視点 その45

      「視点移動」の技法(2)




 前章では省略してしまったが、視点移動をスムーズに行うためのコツがある。
 再び、この図を見てもらいたい。一度の視点移動で動けるのは、一段階まで、隣接する焦点子までと意識しておこう。
 移動が急すぎては、読者が戸惑ってしまう。だから「ピッチャーの一人称→バッターの一人称」という移動はありえない。

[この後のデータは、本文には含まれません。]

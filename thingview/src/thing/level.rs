use serde_json::Value;
use thingview_common::ThingDescription;

use super::{Capability, LEVEL_SLOT, ON_SLOT, bind_slots, on_state, toggle};

/// A dimmer: on/off plus a level, usually a percentage.
#[derive(Debug, Default)]
pub struct MultiLevelSwitch {
    on_property: Option<String>,
    level_property: Option<String>,
    on: Option<bool>,
    level: Option<f64>,
}

impl Capability for MultiLevelSwitch {
    fn find_properties(&mut self, description: &ThingDescription) {
        let [on, level] = bind_slots(description, [ON_SLOT, LEVEL_SLOT]);
        self.on_property = on;
        self.level_property = level;
    }

    fn update_property(&mut self, name: &str, value: Option<&Value>) {
        if self.on_property.as_deref() == Some(name) {
            self.on = value.and_then(Value::as_bool);
        } else if self.level_property.as_deref() == Some(name) {
            self.level = value.and_then(Value::as_f64);
        }
    }

    fn icon_view(&self) -> String {
        let level = match self.level {
            Some(level) => format!(r#" data-level="{}">{}%"#, level.round(), level.round()),
            None => ">".to_owned(),
        };

        format!(
            r#"<webthing-multi-level-switch-capability data-state="{}"{level}</webthing-multi-level-switch-capability>"#,
            on_state(self.on)
        )
    }

    fn click(&self) -> Option<(&str, Value)> {
        toggle(self.on_property.as_ref(), self.on)
    }
}

#[cfg(test)]
mod tests {
    use serde_json::json;

    use crate::thing::{ThingVariant, tests::thing};

    #[test]
    fn dimmer() {
        let mut thing = thing(
            json!({
                "id": "dimmer",
                "type": "dimmableLight",
                "properties": {
                    "on": { "type": "boolean", "href": "/p/on" },
                    "brightness": { "type": "integer", "@type": "BrightnessProperty", "minimum": 0, "maximum": 100, "href": "/p/brightness" },
                },
            }),
            json!({ "on": true, "brightness": 40 }),
        );

        let ThingVariant::MultiLevelSwitch(dimmer) = thing.variant() else {
            panic!("expected a multi-level switch");
        };
        assert_eq!(dimmer.level_property.as_deref(), Some("brightness"));
        assert!(thing.icon_view().contains(r#"data-state="on" data-level="40">40%"#));

        let write = thing.set_input("brightness", "75").unwrap();
        assert!(!thing.icon_view().contains("data-level"));

        thing.complete_write(&write, Ok(json!(75)));
        assert!(thing.icon_view().contains(">75%<"));

        let write = thing.click().unwrap();
        assert_eq!((write.property.as_str(), write.value), ("on", json!(false)));
    }
}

 最悪なのは、焦点子Aで始まった文章が、気がつくと焦点子Bになっているという文章。いわば「主語の横滑り」だ。これじゃあ読者は焦点子以前に、主語すら見失ってしまう。

《例》
「Aが投げた球を打ったのはBだった」

 ならばあるキャラクター視点Aから、別キャラクター視点Bへと移動するにはどうするかというと。焦点子ABのどちらとも取れる視点の文章を、間に挟むのだ。

 この場合は無人称が無難だろう。
 すると、登場人物内三人称と物語内登場人物外視点との行き来が、視点移動としては多用することになるだろう。

《例》
「彼は眉をしかめた。不愉快なのだ」

 内心に関するモチーフを描きながらの視点移動ならば、できるだけ表層的な客観描写を行えば、無人称となる。

《例》
「彼は怪我をする。彼は痛がった」

 また一度の視点移動できるのは一段階まで、ということは。一人称から物語外視点への移動も可能となる。まず物語外視点の文章自体が危険なので注意すること。

 視点移動はかなり難しい高等技法だ。慣れるまで真似しない方が良いだろう。大切なのは、視点を狂わせないことではない。モチーフを狂わせないことだ。
 モチーフの焦点、すなわち何を描写しているか。どのように描写しているか。視点と人称のどれだけ基礎を守れているかが、最も問われる応用技法だといえる。